The big sister I always wanted? Supplied by an ex. Fourth of July barbeques, sporting events, family beach trips? Check, check, and check. Buying the FAMILY-SIZED bag of Tostitos on a supermarket run -- well, you just can’t understand how exciting that is to an only child.
“Eh, this sounds like standard girlfriend stuff, and in no way belies an unusually desperate need for love and acceptance,” you say?
One recent summer, when I was living in New York, I spent an entire paycheck on a flight to North Carolina to tag along on a family beach vacation with a guy I had been officially dating for approximately three weeks. It was a successful weekend, complete with me downing about seven glasses of white wine and belting that Journey song alongside Barely Boyfriend’s nine-year-old cousin on Karaoke Night.
What I’m trying to say is, you know it’s kind of weird when there is an AIRPLANE involved (and it’s not like I make bank as a student journalist) when you were getting introduced as, “And this is his friend from school, Rebecca,” not a month before. Also, everything is kind of weird when you’re pretty drunk and singing karaoke with a nine-year-old.

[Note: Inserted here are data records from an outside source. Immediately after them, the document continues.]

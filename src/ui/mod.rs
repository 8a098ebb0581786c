//! Shared terminal screens.

pub mod error;

pub use error::ErrorScreen;
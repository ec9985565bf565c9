//! Sensor configuration.

use crate::error::{Error, Result};
use crate::window::VISIBILITY_EVENT_NAMES;

/// Tunables for a [`PointerSensor`](crate::PointerSensor).
#[derive(Debug, Clone, PartialEq)]
pub struct SensorOptions {
    /// Minimum distance (screen units) from the pointer-down origin before a
    /// pending gesture lifts. `0.0` lifts on the first move.
    pub drag_threshold: f64,
    /// Page visibility event name, resolved with
    /// [`visibility_event_name`](crate::window::visibility_event_name).
    pub visibility_event: &'static str,
    /// Bind window listeners for the capture phase.
    pub capture: bool,
}

impl Default for SensorOptions {
    fn default() -> Self {
        Self {
            drag_threshold: 0.0,
            visibility_event: VISIBILITY_EVENT_NAMES[0],
            capture: true,
        }
    }
}

impl SensorOptions {
    /// Create the default options.
    pub fn new() -> Self {
        Self::default()
    }

    /// Set the lift threshold.
    pub fn with_drag_threshold(mut self, threshold: f64) -> Self {
        self.drag_threshold = threshold;
        self
    }

    /// Set the visibility event name.
    pub fn with_visibility_event(mut self, name: &'static str) -> Self {
        self.visibility_event = name;
        self
    }

    /// Bind listeners for the capture (`true`) or bubble (`false`) phase.
    pub fn with_capture(mut self, capture: bool) -> Self {
        self.capture = capture;
        self
    }

    /// Check that every option is in range.
    pub fn validate(&self) -> Result<()> {
        if !self.drag_threshold.is_finite() || self.drag_threshold < 0.0 {
            return Err(Error::InvalidOption(format!(
                "drag threshold must be a non-negative finite number, got {}",
                self.drag_threshold
            )));
        }
        if self.visibility_event.is_empty() {
            return Err(Error::InvalidOption(
                "visibility event name must not be empty".into(),
            ));
        }
        Ok(())
    }
}

#[cfg(test)]
mod tests {
    use super::*;

    #[test]
    fn test_defaults() {
        let options = SensorOptions::new();
        assert_eq!(options.drag_threshold, 0.0);
        assert_eq!(options.visibility_event, "visibilitychange");
        assert!(options.capture);
        assert!(options.validate().is_ok());
    }

    #[test]
    fn test_builders() {
        let options = SensorOptions::new()
            .with_drag_threshold(5.0)
            .with_visibility_event("webkitvisibilitychange")
            .with_capture(false);
        assert_eq!(options.drag_threshold, 5.0);
        assert_eq!(options.visibility_event, "webkitvisibilitychange");
        assert!(!options.capture);
    }

    #[test]
    fn test_validate_rejects_bad_threshold() {
        let negative = SensorOptions::new().with_drag_threshold(-1.0);
        assert!(matches!(negative.validate(), Err(Error::InvalidOption(_))));

        let nan = SensorOptions::new().with_drag_threshold(f64::NAN);
        assert!(nan.validate().is_err());
    }

    #[test]
    fn test_validate_rejects_empty_visibility_name() {
        let options = SensorOptions::new().with_visibility_event("");
        assert!(options.validate().is_err());
    }
}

For the most part, courting dudes’ families has been working pretty well for me. I manage to build up enough shared memories with the fam that I don’t feel like an outsider, and I make note of all the important anecdotes (peeing-themselves stories, weird-injury stories, etc.) so I can chuckle knowingly along when they are referenced. Of course, it helps that I’m a serial monogamist.
But the breakups -- agh, the breakups. Not only do I lose my boyfriend, who invariably doubles as my best friend and the major male figure in my life (because, yeah, daddy issues). No, worse than that, I lose my much-beloved fake family, too.

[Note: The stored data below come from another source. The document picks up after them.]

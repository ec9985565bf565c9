//! The pointer sensor state machine and the consumer callback trait.

use crate::click::{ClickBlocker, ClickGuard};
use crate::error::{Error, Result};
use crate::event::{EventType, PointerEvent, Position};
use crate::options::SensorOptions;
use crate::schedule::{FrameScheduler, MovementScheduler};
use crate::state::CaptureMarshal;
use crate::window::{BindOptions, Binding, EventChannel, WindowChannel, window_bindings};
use std::fmt;

/// How the consumer should animate the dragged item.
#[derive(Debug, Clone, Copy, PartialEq, Eq, Hash)]
pub enum MovementMode {
    /// Follow the pointer continuously.
    Fluid,
}

/// Arguments passed to [`SensorCallbacks::on_lift`].
#[derive(Debug, Clone, Copy, PartialEq)]
pub struct LiftArgs {
    /// Client position of the move that started the drag.
    pub client_selection: Position,
    /// Movement mode; pointer drags are always [`MovementMode::Fluid`].
    pub movement_mode: MovementMode,
}

/// Callbacks into the drag pipeline hosting a sensor.
///
/// All methods run synchronously inside the sensor's event handling, after
/// the sensor has finished its own transition.
pub trait SensorCallbacks {
    /// Decide whether a pointer-down may start a gesture.
    ///
    /// Evaluated on every unclaimed pointer-down before any state changes.
    fn can_start_capturing(&mut self, event: &PointerEvent) -> bool;

    /// A pending gesture moved far enough to become a drag.
    fn on_lift(&mut self, args: LiftArgs);

    /// Coalesced drag movement, at most once per frame.
    fn on_move(&mut self, _point: Position) {}

    /// The drag ended with a pointer release.
    fn on_drop(&mut self);

    /// The gesture was terminated externally.
    fn on_cancel(&mut self);
}

/// Current gesture state of a sensor.
#[derive(Debug, Clone, Copy, PartialEq, Default)]
pub enum SensorState {
    /// No gesture is pending or active.
    #[default]
    Idle,
    /// A pointer-down was claimed; waiting for movement or release.
    Pending {
        /// Screen position of the pointer-down.
        origin: Position,
    },
    /// The movement threshold was reached and the consumer was told.
    Dragging,
}

/// Result of offering a pointer-down to a sensor.
#[derive(Debug, Clone, Copy, PartialEq, Eq)]
pub enum PointerDownOutcome {
    /// The sensor claimed the gesture and is now pending.
    Captured,
    /// Another sensor already claimed this pointer-down.
    AlreadyHandled,
    /// The consumer refused to start capturing.
    Declined,
    /// The pointer-down came from a non-primary pointer.
    Ignored,
}

enum Teardown {
    Unbind,
    Keep,
}

/// Recognizes drags from raw pointer events.
///
/// The host forwards pointer-downs on its element to
/// [`on_pointer_down`](Self::on_pointer_down), routes window events arriving
/// through the bound listeners to
/// [`handle_window_event`](Self::handle_window_event), and calls
/// [`on_frame`](Self::on_frame) once per animation frame.
///
/// Dropping a sensor tears down any gesture silently, like [`kill`](Self::kill).
pub struct PointerSensor<C, W = EventChannel, G = ClickBlocker, S = FrameScheduler>
where
    C: SensorCallbacks,
    W: WindowChannel,
    G: ClickGuard,
    S: MovementScheduler,
{
    callbacks: C,
    window: W,
    click_guard: G,
    scheduler: S,
    marshal: CaptureMarshal,
    options: SensorOptions,
    bindings: Vec<Binding>,
    state: SensorState,
    bound: bool,
}

impl<C: SensorCallbacks> PointerSensor<C> {
    /// Create a sensor with default options and collaborators, sharing the
    /// process-wide [`CaptureMarshal`].
    pub fn new(callbacks: C) -> Self {
        Self::assemble(
            callbacks,
            EventChannel::new(),
            ClickBlocker::new(),
            FrameScheduler::new(),
            SensorOptions::default(),
        )
    }

    /// Create a sensor with custom options and default collaborators.
    pub fn with_options(callbacks: C, options: SensorOptions) -> Result<Self> {
        Self::from_parts(
            callbacks,
            EventChannel::new(),
            ClickBlocker::new(),
            FrameScheduler::new(),
            options,
        )
    }
}

impl<C, W, G, S> PointerSensor<C, W, G, S>
where
    C: SensorCallbacks,
    W: WindowChannel,
    G: ClickGuard,
    S: MovementScheduler,
{
    /// Create a sensor from explicit collaborators.
    pub fn from_parts(
        callbacks: C,
        window: W,
        click_guard: G,
        scheduler: S,
        options: SensorOptions,
    ) -> Result<Self> {
        options.validate()?;
        Ok(Self::assemble(
            callbacks,
            window,
            click_guard,
            scheduler,
            options,
        ))
    }

    fn assemble(
        callbacks: C,
        window: W,
        click_guard: G,
        scheduler: S,
        options: SensorOptions,
    ) -> Self {
        let bindings = window_bindings(options.visibility_event);
        Self {
            callbacks,
            window,
            click_guard,
            scheduler,
            marshal: CaptureMarshal::global(),
            options,
            bindings,
            state: SensorState::Idle,
            bound: false,
        }
    }

    /// Use a different claim marshal. Sensors that must not double-handle a
    /// pointer-down have to share one.
    ///
    /// Any gesture in progress is killed first so the old claim is released.
    pub fn with_marshal(mut self, marshal: CaptureMarshal) -> Self {
        self.teardown();
        self.marshal = marshal;
        self
    }

    /// Offer a pointer-down from the hosting element.
    ///
    /// Returns [`Error::AlreadyCapturing`] if a gesture is already pending or
    /// dragging; that is a routing bug in the host and nothing changes.
    pub fn on_pointer_down(&mut self, event: &mut PointerEvent) -> Result<PointerDownOutcome> {
        if self.is_capturing() {
            return Err(Error::AlreadyCapturing);
        }
        if !event.is_primary {
            return Ok(PointerDownOutcome::Ignored);
        }
        if !event.screen.is_finite() {
            log::warn!("pointer-down at non-finite screen position, ignoring");
            return Ok(PointerDownOutcome::Ignored);
        }
        if self.marshal.is_claimed() {
            log::trace!("pointer-down already handled by another sensor");
            return Ok(PointerDownOutcome::AlreadyHandled);
        }
        if !self.callbacks.can_start_capturing(event) {
            return Ok(PointerDownOutcome::Declined);
        }

        self.marshal.try_claim()?;
        // Keeps the press from moving focus or starting a native drag.
        event.prevent_default();
        self.start_pending(event.screen);
        Ok(PointerDownOutcome::Captured)
    }

    /// Handle an event delivered through the bound window listeners.
    pub fn handle_window_event(&mut self, event: &mut PointerEvent) {
        match event.event_type {
            EventType::PointerMove => {
                suppress(event);
                self.on_window_move(event);
            }
            EventType::PointerUp => {
                suppress(event);
                self.on_window_up(event);
            }
            EventType::MouseMove | EventType::LostPointerCapture => suppress(event),
            EventType::VisibilityChange => self.on_visibility_change(),
            EventType::PointerDown | EventType::Click => {
                log::warn!(
                    "{} is not a window listener event, ignoring",
                    event.event_type.name()
                );
            }
        }
    }

    /// Deliver the movement scheduled since the last frame, if any.
    pub fn on_frame(&mut self) {
        if self.state != SensorState::Dragging {
            return;
        }
        if let Some(point) = self.scheduler.take() {
            self.callbacks.on_move(point);
        }
    }

    /// Hard stop without notifying the consumer.
    ///
    /// A pending gesture is abandoned; a drag is stopped and the following
    /// click suppressed. Does nothing while idle.
    pub fn kill(&mut self) {
        self.kill_inner(None::<fn(&mut C)>);
    }

    /// Hard stop, calling `on_stopped` if a drag was in progress.
    pub fn kill_with<F>(&mut self, on_stopped: F)
    where
        F: FnOnce(&mut C),
    {
        self.kill_inner(Some(on_stopped));
    }

    fn kill_inner<F>(&mut self, on_stopped: Option<F>)
    where
        F: FnOnce(&mut C),
    {
        match self.state {
            SensorState::Idle => {}
            SensorState::Pending { .. } => self.abandon_pending(Teardown::Unbind),
            SensorState::Dragging => {
                self.stop_dragging(Teardown::Unbind);
                if let Some(on_stopped) = on_stopped {
                    on_stopped(&mut self.callbacks);
                }
            }
        }
    }

    /// Forced termination, reported to the consumer through `on_cancel`.
    pub fn cancel(&mut self) {
        match self.state {
            SensorState::Idle => return,
            SensorState::Pending { .. } => self.abandon_pending(Teardown::Unbind),
            SensorState::Dragging => self.stop_dragging(Teardown::Unbind),
        }
        log::debug!("gesture cancelled");
        self.callbacks.on_cancel();
    }

    /// Stop any gesture, drop retained listeners and release the click guard.
    pub fn unmount(mut self) {
        self.teardown();
        self.click_guard.abort();
    }

    /// Current state.
    pub fn state(&self) -> SensorState {
        self.state
    }

    /// Check whether a drag is in progress.
    #[inline]
    pub fn is_dragging(&self) -> bool {
        self.state == SensorState::Dragging
    }

    /// Check whether a gesture is pending or dragging.
    #[inline]
    pub fn is_capturing(&self) -> bool {
        self.state != SensorState::Idle
    }

    /// Check whether the window listener set is bound.
    pub fn has_window_bindings(&self) -> bool {
        self.bound
    }

    /// The consumer callbacks.
    pub fn callbacks(&self) -> &C {
        &self.callbacks
    }

    /// Mutable access to the consumer callbacks.
    pub fn callbacks_mut(&mut self) -> &mut C {
        &mut self.callbacks
    }

    /// The window channel.
    pub fn window(&self) -> &W {
        &self.window
    }

    /// The click guard.
    pub fn click_guard(&self) -> &G {
        &self.click_guard
    }

    /// Mutable access to the click guard, for filtering clicks.
    pub fn click_guard_mut(&mut self) -> &mut G {
        &mut self.click_guard
    }

    /// The movement scheduler.
    pub fn scheduler(&self) -> &S {
        &self.scheduler
    }

    /// The claim marshal this sensor arbitrates through.
    pub fn marshal(&self) -> &CaptureMarshal {
        &self.marshal
    }

    /// The options this sensor was built with.
    pub fn options(&self) -> &SensorOptions {
        &self.options
    }

    fn on_window_move(&mut self, event: &PointerEvent) {
        // A NaN distance never reaches the threshold, and a NaN point must not
        // reach the consumer.
        if !event.has_finite_coordinates() {
            log::warn!("pointer move with non-finite coordinates, ignoring");
            return;
        }
        match self.state {
            SensorState::Idle => {}
            SensorState::Pending { origin } => {
                if event.screen.distance(origin) >= self.options.drag_threshold {
                    self.lift(event.client);
                }
            }
            SensorState::Dragging => {
                log::trace!("drag move to ({}, {})", event.client.x, event.client.y);
                self.scheduler.schedule(event.client);
            }
        }
    }

    fn on_window_up(&mut self, event: &PointerEvent) {
        if !event.is_primary && self.is_capturing() {
            let taps = self.marshal.record_secondary_tap();
            log::trace!("secondary pointer {} released ({taps} taps)", event.pointer_id);
        }

        let teardown = if event.is_primary {
            Teardown::Unbind
        } else {
            Teardown::Keep
        };

        match self.state {
            SensorState::Pending { .. } => self.abandon_pending(teardown),
            SensorState::Dragging => {
                self.stop_dragging(teardown);
                log::debug!("drag dropped");
                self.callbacks.on_drop();
            }
            SensorState::Idle => {
                if event.is_primary && self.bound {
                    log::debug!("primary pointer released, dropping retained listeners");
                    self.unbind();
                }
            }
        }
    }

    fn on_visibility_change(&mut self) {
        if self.is_capturing() {
            self.cancel();
        } else if self.bound {
            self.unbind();
        }
    }

    fn start_pending(&mut self, origin: Position) {
        log::debug!("gesture pending at ({}, {})", origin.x, origin.y);
        self.state = SensorState::Pending { origin };
        if !self.bound {
            self.window.bind(&self.bindings, self.bind_options());
            self.bound = true;
        }
    }

    fn lift(&mut self, client_selection: Position) {
        log::debug!(
            "drag lifted at ({}, {})",
            client_selection.x,
            client_selection.y
        );
        self.state = SensorState::Dragging;
        self.callbacks.on_lift(LiftArgs {
            client_selection,
            movement_mode: MovementMode::Fluid,
        });
    }

    fn abandon_pending(&mut self, teardown: Teardown) {
        log::debug!("pending gesture abandoned");
        self.marshal.release();
        if let Teardown::Unbind = teardown {
            self.unbind();
        }
        self.state = SensorState::Idle;
    }

    fn stop_dragging(&mut self, teardown: Teardown) {
        self.scheduler.cancel();
        self.marshal.release();
        if let Teardown::Unbind = teardown {
            self.unbind();
        }
        self.click_guard.prevent_next();
        self.state = SensorState::Idle;
    }

    fn unbind(&mut self) {
        if self.bound {
            self.window.unbind(&self.bindings, self.bind_options());
            self.bound = false;
        }
    }

    fn bind_options(&self) -> BindOptions {
        BindOptions {
            capture: self.options.capture,
            passive: false,
        }
    }

    fn teardown(&mut self) {
        self.kill();
        self.unbind();
    }
}

/// The sensor is the only consumer of window pointer events while bound.
fn suppress(event: &mut PointerEvent) {
    event.prevent_default();
    event.stop_propagation();
}

impl<C, W, G, S> Drop for PointerSensor<C, W, G, S>
where
    C: SensorCallbacks,
    W: WindowChannel,
    G: ClickGuard,
    S: MovementScheduler,
{
    fn drop(&mut self) {
        self.teardown();
    }
}

impl<C, W, G, S> fmt::Debug for PointerSensor<C, W, G, S>
where
    C: SensorCallbacks,
    W: WindowChannel,
    G: ClickGuard,
    S: MovementScheduler,
{
    fn fmt(&self, f: &mut fmt::Formatter<'_>) -> fmt::Result {
        f.debug_struct("PointerSensor")
            .field("state", &self.state)
            .field("bound", &self.bound)
            .field("marshal", &self.marshal)
            .field("options", &self.options)
            .finish_non_exhaustive()
    }
}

There is withdrawal. There are dismayed text messages, and then there are no text messages, which are even more dismaying. You will want to send a Christmas card, but you cannot.
You block 17 people with the same last name on Facebook. And then you’re not only grieving over your ex (and grieving it is, because “you” here is me, and I haven’t figured out how to “just be friends” after a breakup), but you’re also mourning the loss of your ex’s siblings (YOUR siblings, you think selfishly) and parents (also yours) and dog (yours, except when it needed to be walked).
You get really sad and listen to sad songs while eating entire bowls of brownie batter. SAD brownie batter.
Suddenly, it gets better.
You’re not sure why today is different from the day before, but you can feel it -- you’re starting to move on. A few weeks later, you start to fall for someone new. He mentions his sister and brother.
You get the sense that his parents are still happily married (it’s that well-adjusted glow in his eyes!) and press him for details. Subtly. He alludes to rowdy vacations, holiday parties.
Over his apartment one night, for dinner, you comment, not too eagerly, that his family sounds lovely. He smiles and poses THE question: “Maybe you’d like to meet them sometime?”
At your next therapy session, you are chirping with glee. “I’ve healed,” you announce triumphantly.